Genes with altered expression by 5-Aza treatment in myeloid leukemia cells through methylation in intron 1

Abstract

5-Azacitidine (5-Aza) is a hypomethylating agent with demonstrated therapeutic efficacy for myeloid leukemia. The aim of this study was to identify the genes that mediate the cell killing effect of 5-Aza against leukemia cells through their expression changes and DNA demethylation. RNA sequencing revealed 54 genes with increased transcription levels in both SKM-1 and KG-1a myeloid leukemia cell lines treated with 5-Aza. Long read sequencing revealed 79 genes in which intron 1 exhibited significant DNA demethylation after 5-Aza treatment. Forty-three genes showed both increased gene expression and DNA demethylation in intron 1 in cells treated with 5-Aza.
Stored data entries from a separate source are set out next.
//! Configuration schema definitions
//!
//! User preferences and conversion defaults, read once at startup.

use crate::validation::{ValidationResult, Validator};
use serde::{Deserialize, Serialize};
use std::path::PathBuf;

/// Languages the interface can be switched to
pub const SUPPORTED_LANGUAGES: &[&str] = &["en", "es", "fr", "de", "zh", "ja"];

/// Output format names accepted as `default_format`
pub const OUTPUT_FORMAT_NAMES: &[&str] = &["png", "jpeg", "jpg", "webp", "gif", "bmp"];

/// Upload ceiling used when none is configured (100 MiB)
pub const DEFAULT_MAX_UPLOAD_BYTES: u64 = 100 * 1024 * 1024;

/// Largest edge a conversion surface may have by default
pub const DEFAULT_MAX_DIMENSION: u32 = 16_384;

/// Root configuration schema
#[derive(Debug, Clone, PartialEq, Serialize, Deserialize, Default)]
pub struct ConfigSchema {
    /// User preferences
    #[serde(default)]
    pub preferences: PreferencesConfig,

    /// Conversion defaults
    #[serde(default)]
    pub conversion: ConversionConfig,
}

impl ConfigSchema {
    /// Check every value against its allowed set or range
    pub fn validate(&self) -> ValidationResult {
        let conv = &self.conversion;
        Validator::new()
            .one_of("preferences.language", &self.preferences.language, SUPPORTED_LANGUAGES)
            .one_of(
                "conversion.default_format",
                &conv.default_format.to_ascii_lowercase(),
                OUTPUT_FORMAT_NAMES,
            )
            .range("conversion.jpeg_quality", conv.jpeg_quality, 1, 100)
            .at_least("conversion.max_upload_bytes", conv.max_upload_bytes, 1)
            .at_least("conversion.max_dimension", conv.max_dimension, 1)
            .validate()
    }
}

/// Interface color theme
#[derive(Debug, Clone, Copy, PartialEq, Eq, Default, Serialize, Deserialize)]
#[serde(rename_all = "lowercase")]
pub enum Theme {
    /// Light background
    #[default]
    Light,
    /// Dark background
    Dark,
}

/// Recorded answer to the ad consent prompt
#[derive(Debug, Clone, Copy, PartialEq, Eq, Serialize, Deserialize)]
#[serde(rename_all = "camelCase")]
pub enum AdsConsent {
    /// Personalized ads allowed
    Personalized,
    /// Only non-personalized ads
    NonPersonalized,
}

/// Persisted user preferences
#[derive(Debug, Clone, PartialEq, Serialize, Deserialize)]
pub struct PreferencesConfig {
    /// Interface language code
    #[serde(default = "default_language")]
    pub language: String,

    /// Color theme
    #[serde(default)]
    pub theme: Theme,

    /// Ad consent; `None` until the user has answered
    #[serde(default, skip_serializing_if = "Option::is_none")]
    pub ads_consent: Option<AdsConsent>,
}

impl Default for PreferencesConfig {
    fn default() -> Self {
        Self {
            language: default_language(),
            theme: Theme::default(),
            ads_consent: None,
        }
    }
}

fn default_language() -> String {
    "en".to_string()
}

/// Conversion defaults
#[derive(Debug, Clone, PartialEq, Serialize, Deserialize)]
pub struct ConversionConfig {
    /// Output format used when none is given on the command line
    #[serde(default = "default_format")]
    pub default_format: String,

    /// JPEG encoder quality (1-100)
    #[serde(default = "default_jpeg_quality")]
    pub jpeg_quality: u8,

    /// RGB color transparent pixels are flattened onto for formats without alpha
    #[serde(default = "default_background")]
    pub background: [u8; 3],

    /// Largest accepted upload in bytes
    #[serde(default = "default_max_upload_bytes")]
    pub max_upload_bytes: u64,

    /// Largest accepted output edge in pixels
    #[serde(default = "default_max_dimension")]
    pub max_dimension: u32,

    /// Whether width/height edits keep the source aspect ratio
    #[serde(default = "default_true")]
    pub maintain_aspect: bool,

    /// Directory converted images are saved to
    #[serde(default, skip_serializing_if = "Option::is_none")]
    pub output_dir: Option<PathBuf>,
}

impl Default for ConversionConfig {
    fn default() -> Self {
        Self {
            default_format: default_format(),
            jpeg_quality: default_jpeg_quality(),
            background: default_background(),
            max_upload_bytes: default_max_upload_bytes(),
            max_dimension: default_max_dimension(),
            maintain_aspect: true,
            output_dir: None,
        }
    }
}

fn default_format() -> String {
    "png".to_string()
}

fn default_jpeg_quality() -> u8 {
    92
}

fn default_background() -> [u8; 3] {
    [255, 255, 255]
}

fn default_max_upload_bytes() -> u64 {
    DEFAULT_MAX_UPLOAD_BYTES
}

fn default_max_dimension() -> u32 {
    DEFAULT_MAX_DIMENSION
}

fn default_true() -> bool {
    true
}
//! Image format detection, declared media types and output formats.

use crate::{ImageError, Result};
use serde::{Deserialize, Serialize};
use std::fmt;
use std::path::Path;
use std::str::FromStr;

/// Media types accepted at intake.
pub const ACCEPTED_MEDIA_TYPES: &[&str] = &[
    "image/jpeg",
    "image/jpg",
    "image/png",
    "image/webp",
    "image/gif",
    "image/bmp",
    "image/tiff",
    "image/x-tiff",
    "image/heif",
    "image/heic",
];

/// Supported image formats.
#[derive(Debug, Clone, Copy, PartialEq, Eq, Serialize, Deserialize)]
#[serde(rename_all = "lowercase")]
pub enum ImageFormat {
    /// JPEG image
    Jpeg,
    /// PNG image
    Png,
    /// GIF image
    Gif,
    /// WebP image
    WebP,
    /// AVIF image
    Avif,
    /// BMP image
    Bmp,
    /// TIFF image
    Tiff,
    /// HEIC/HEIF image
    Heic,
}

impl ImageFormat {
    /// Get the MIME type for this format.
    pub fn mime_type(&self) -> &'static str {
        match self {
            ImageFormat::Jpeg => "image/jpeg",
            ImageFormat::Png => "image/png",
            ImageFormat::Gif => "image/gif",
            ImageFormat::WebP => "image/webp",
            ImageFormat::Avif => "image/avif",
            ImageFormat::Bmp => "image/bmp",
            ImageFormat::Tiff => "image/tiff",
            ImageFormat::Heic => "image/heic",
        }
    }
}

/// Formats a converted image can be written as.
#[derive(Debug, Clone, Copy, PartialEq, Eq, Hash, Default, Serialize, Deserialize)]
#[serde(rename_all = "lowercase")]
pub enum TargetFormat {
    /// PNG
    #[default]
    Png,
    /// JPEG
    Jpeg,
    /// WebP (lossless)
    Webp,
    /// GIF
    Gif,
    /// BMP
    Bmp,
}

impl TargetFormat {
    /// Every output format, in menu order.
    pub const ALL: [TargetFormat; 5] = [
        TargetFormat::Png,
        TargetFormat::Jpeg,
        TargetFormat::Webp,
        TargetFormat::Gif,
        TargetFormat::Bmp,
    ];

    /// Extension used for downloaded files.
    pub fn extension(&self) -> &'static str {
        match self {
            TargetFormat::Png => "png",
            TargetFormat::Jpeg => "jpeg",
            TargetFormat::Webp => "webp",
            TargetFormat::Gif => "gif",
            TargetFormat::Bmp => "bmp",
        }
    }

    /// Media type of the encoded output.
    pub fn mime_type(&self) -> &'static str {
        self.image_format().mime_type()
    }

    /// Whether the encoder keeps an alpha channel.
    pub fn supports_alpha(&self) -> bool {
        !matches!(self, TargetFormat::Jpeg)
    }

    /// The matching detected format.
    pub fn image_format(&self) -> ImageFormat {
        match self {
            TargetFormat::Png => ImageFormat::Png,
            TargetFormat::Jpeg => ImageFormat::Jpeg,
            TargetFormat::Webp => ImageFormat::WebP,
            TargetFormat::Gif => ImageFormat::Gif,
            TargetFormat::Bmp => ImageFormat::Bmp,
        }
    }
}

impl fmt::Display for TargetFormat {
    fn fmt(&self, f: &mut fmt::Formatter<'_>) -> fmt::Result {
        f.write_str(self.extension())
    }
}

impl FromStr for TargetFormat {
    type Err = ImageError;

    fn from_str(s: &str) -> Result<Self> {
        let name = s.trim().trim_start_matches('.').to_ascii_lowercase();
        let name = name.strip_prefix("image/").unwrap_or(&name);
        match name {
            "png" => Ok(TargetFormat::Png),
            "jpeg" | "jpg" => Ok(TargetFormat::Jpeg),
            "webp" => Ok(TargetFormat::Webp),
            "gif" => Ok(TargetFormat::Gif),
            "bmp" => Ok(TargetFormat::Bmp),
            _ => Err(ImageError::UnsupportedFormat(s.to_string())),
        }
    }
}

/// Whether a declared media type passes the intake allow-list.
///
/// Comparison ignores case, surrounding whitespace and parameters
/// (`image/png; charset=binary`).
pub fn is_accepted_media_type(media_type: &str) -> bool {
    let essence = media_type.split(';').next().unwrap_or_default().trim();
    ACCEPTED_MEDIA_TYPES
        .iter()
        .any(|accepted| accepted.eq_ignore_ascii_case(essence))
}

/// Media type a file picker would declare for a file extension.
pub fn media_type_for_extension(ext: &str) -> Option<&'static str> {
    let media_type = match ext.to_ascii_lowercase().as_str() {
        "jpg" | "jpeg" | "jpe" | "jfif" => "image/jpeg",
        "png" => "image/png",
        "webp" => "image/webp",
        "gif" => "image/gif",
        "bmp" => "image/bmp",
        "tif" | "tiff" => "image/tiff",
        "heif" => "image/heif",
        "heic" => "image/heic",
        "avif" => "image/avif",
        "svg" => "image/svg+xml",
        "ico" => "image/x-icon",
        "pdf" => "application/pdf",
        "txt" => "text/plain",
        _ => return None,
    };
    Some(media_type)
}

/// Media type declared for a path, from its extension.
pub fn media_type_for_path(path: &Path) -> Option<&'static str> {
    path.extension()
        .and_then(|ext| ext.to_str())
        .and_then(media_type_for_extension)
}

/// Detect image format from magic bytes.
///
/// # Arguments
/// * `data` - First few bytes of the image file (at least 12 bytes recommended)
///
/// # Returns
/// Detected image format, or error if unknown
///
/// # Example
/// ```
/// use imgconv_image::detect_format;
///
/// // JPEG magic bytes
/// let jpeg_data = [0xFF, 0xD8, 0xFF, 0xE0];
/// assert!(matches!(detect_format(&jpeg_data), Ok(imgconv_image::ImageFormat::Jpeg)));
///
/// // PNG magic bytes
/// let png_data = [0x89, 0x50, 0x4E, 0x47, 0x0D, 0x0A, 0x1A, 0x0A];
/// assert!(matches!(detect_format(&png_data), Ok(imgconv_image::ImageFormat::Png)));
/// ```
pub fn detect_format(data: &[u8]) -> Result<ImageFormat> {
    if data.len() < 4 {
        return Err(ImageError::InvalidData("Not enough data for format detection".into()));
    }

    // JPEG: FF D8 FF
    if data.starts_with(&[0xFF, 0xD8, 0xFF]) {
        return Ok(ImageFormat::Jpeg);
    }

    // PNG: 89 50 4E 47 0D 0A 1A 0A
    if data.starts_with(&[0x89, 0x50, 0x4E, 0x47, 0x0D, 0x0A, 0x1A, 0x0A]) {
        return Ok(ImageFormat::Png);
    }

    // GIF: GIF87a or GIF89a
    if data.starts_with(b"GIF87a") || data.starts_with(b"GIF89a") {
        return Ok(ImageFormat::Gif);
    }

    // WebP: RIFF....WEBP
    if data.len() >= 12 && data.starts_with(b"RIFF") && &data[8..12] == b"WEBP" {
        return Ok(ImageFormat::WebP);
    }

    // BMP: BM
    if data.starts_with(b"BM") {
        return Ok(ImageFormat::Bmp);
    }

    // TIFF: II or MM (little/big endian)
    if data.starts_with(&[0x49, 0x49, 0x2A, 0x00]) || data.starts_with(&[0x4D, 0x4D, 0x00, 0x2A]) {
        return Ok(ImageFormat::Tiff);
    }

    // ISO-BMFF: ....ftyp<brand>
    if data.len() >= 12 && &data[4..8] == b"ftyp" {
        match &data[8..12] {
            b"avif" | b"avis" => return Ok(ImageFormat::Avif),
            b"heic" | b"heix" | b"hevc" | b"heim" | b"mif1" | b"msf1" => {
                return Ok(ImageFormat::Heic);
            }
            _ => {}
        }
    }

    Err(ImageError::UnknownFormat)
}

#[cfg(test)]
mod tests {
    use super::*;

    #[test]
    fn test_detect_jpeg() {
        let data = [0xFF, 0xD8, 0xFF, 0xE0, 0x00, 0x10, 0x4A, 0x46, 0x49, 0x46];
        assert_eq!(detect_format(&data).unwrap(), ImageFormat::Jpeg);
    }

    #[test]
    fn test_detect_png() {
        let data = [0x89, 0x50, 0x4E, 0x47, 0x0D, 0x0A, 0x1A, 0x0A, 0x00, 0x00];
        assert_eq!(detect_format(&data).unwrap(), ImageFormat::Png);
    }

    #[test]
    fn test_detect_webp() {
        let data = b"RIFF\x00\x00\x00\x00WEBP";
        assert_eq!(detect_format(data).unwrap(), ImageFormat::WebP);
    }

    #[test]
    fn test_detect_heic_and_avif_brands() {
        assert_eq!(detect_format(b"\x00\x00\x00\x18ftypheic").unwrap(), ImageFormat::Heic);
        assert_eq!(detect_format(b"\x00\x00\x00\x18ftypmif1").unwrap(), ImageFormat::Heic);
        assert_eq!(detect_format(b"\x00\x00\x00\x18ftypavif").unwrap(), ImageFormat::Avif);
    }

    #[test]
    fn test_unknown_format() {
        assert!(matches!(detect_format(&[0, 0, 0, 0]), Err(ImageError::UnknownFormat)));
        assert!(matches!(detect_format(&[]), Err(ImageError::InvalidData(_))));
    }

    #[test]
    fn test_allow_list() {
        for accepted in ACCEPTED_MEDIA_TYPES {
            assert!(is_accepted_media_type(accepted));
        }
        assert!(is_accepted_media_type("IMAGE/PNG"));
        assert!(is_accepted_media_type("image/x-tiff"));
        assert!(is_accepted_media_type("image/png; charset=binary"));
        assert!(!is_accepted_media_type("image/svg+xml"));
        assert!(!is_accepted_media_type("image/avif"));
        assert!(!is_accepted_media_type("text/plain"));
        assert!(!is_accepted_media_type(""));
    }

    #[test]
    fn test_media_type_for_path() {
        assert_eq!(media_type_for_path(Path::new("a/photo.JPG")), Some("image/jpeg"));
        assert_eq!(media_type_for_path(Path::new("scan.tif")), Some("image/tiff"));
        assert_eq!(media_type_for_path(Path::new("IMG_0001.HEIC")), Some("image/heic"));
        assert_eq!(media_type_for_path(Path::new("notes")), None);
        assert_eq!(media_type_for_path(Path::new("archive.zip")), None);
    }

    #[test]
    fn test_target_format_parsing() {
        assert_eq!("png".parse::<TargetFormat>().unwrap(), TargetFormat::Png);
        assert_eq!("JPG".parse::<TargetFormat>().unwrap(), TargetFormat::Jpeg);
        assert_eq!(".webp".parse::<TargetFormat>().unwrap(), TargetFormat::Webp);
        assert_eq!("image/bmp".parse::<TargetFormat>().unwrap(), TargetFormat::Bmp);
        assert!(matches!(
            "tiff".parse::<TargetFormat>(),
            Err(ImageError::UnsupportedFormat(_))
        ));
    }

    #[test]
    fn test_target_format_extensions_and_mime() {
        let exts: Vec<_> = TargetFormat::ALL.iter().map(|f| f.extension()).collect();
        assert_eq!(exts, ["png", "jpeg", "webp", "gif", "bmp"]);
        assert_eq!(TargetFormat::Webp.mime_type(), "image/webp");
        assert!(!TargetFormat::Jpeg.supports_alpha());
        assert!(TargetFormat::Png.supports_alpha());
    }
}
Enrichment signaling pathway analysis demonstrated that genes were associated with “amino acid metabolism,” “neutrophil degranulation,” and “DNA damage response”. We evaluated the prognostic impacts of the 43 genes in acute myeloid leukemia patients using TCGA database. The results revealed that two genes (HDC and MICALL2) with increased expression in leukemia cells after 5-Aza treatment were associated with better overall survival, while six genes (BTG2, CD52, PECAM1, PIK3IP1, PTGS2, and TREML2) correlated with worse overall survival. This study revealed that the epigenetic regulation by DNA demethylation in intron 1 has an important role of 5-Aza treatment in myeloid leukemia cells, and suggests novel targets for the development of combination therapy with 5-Aza.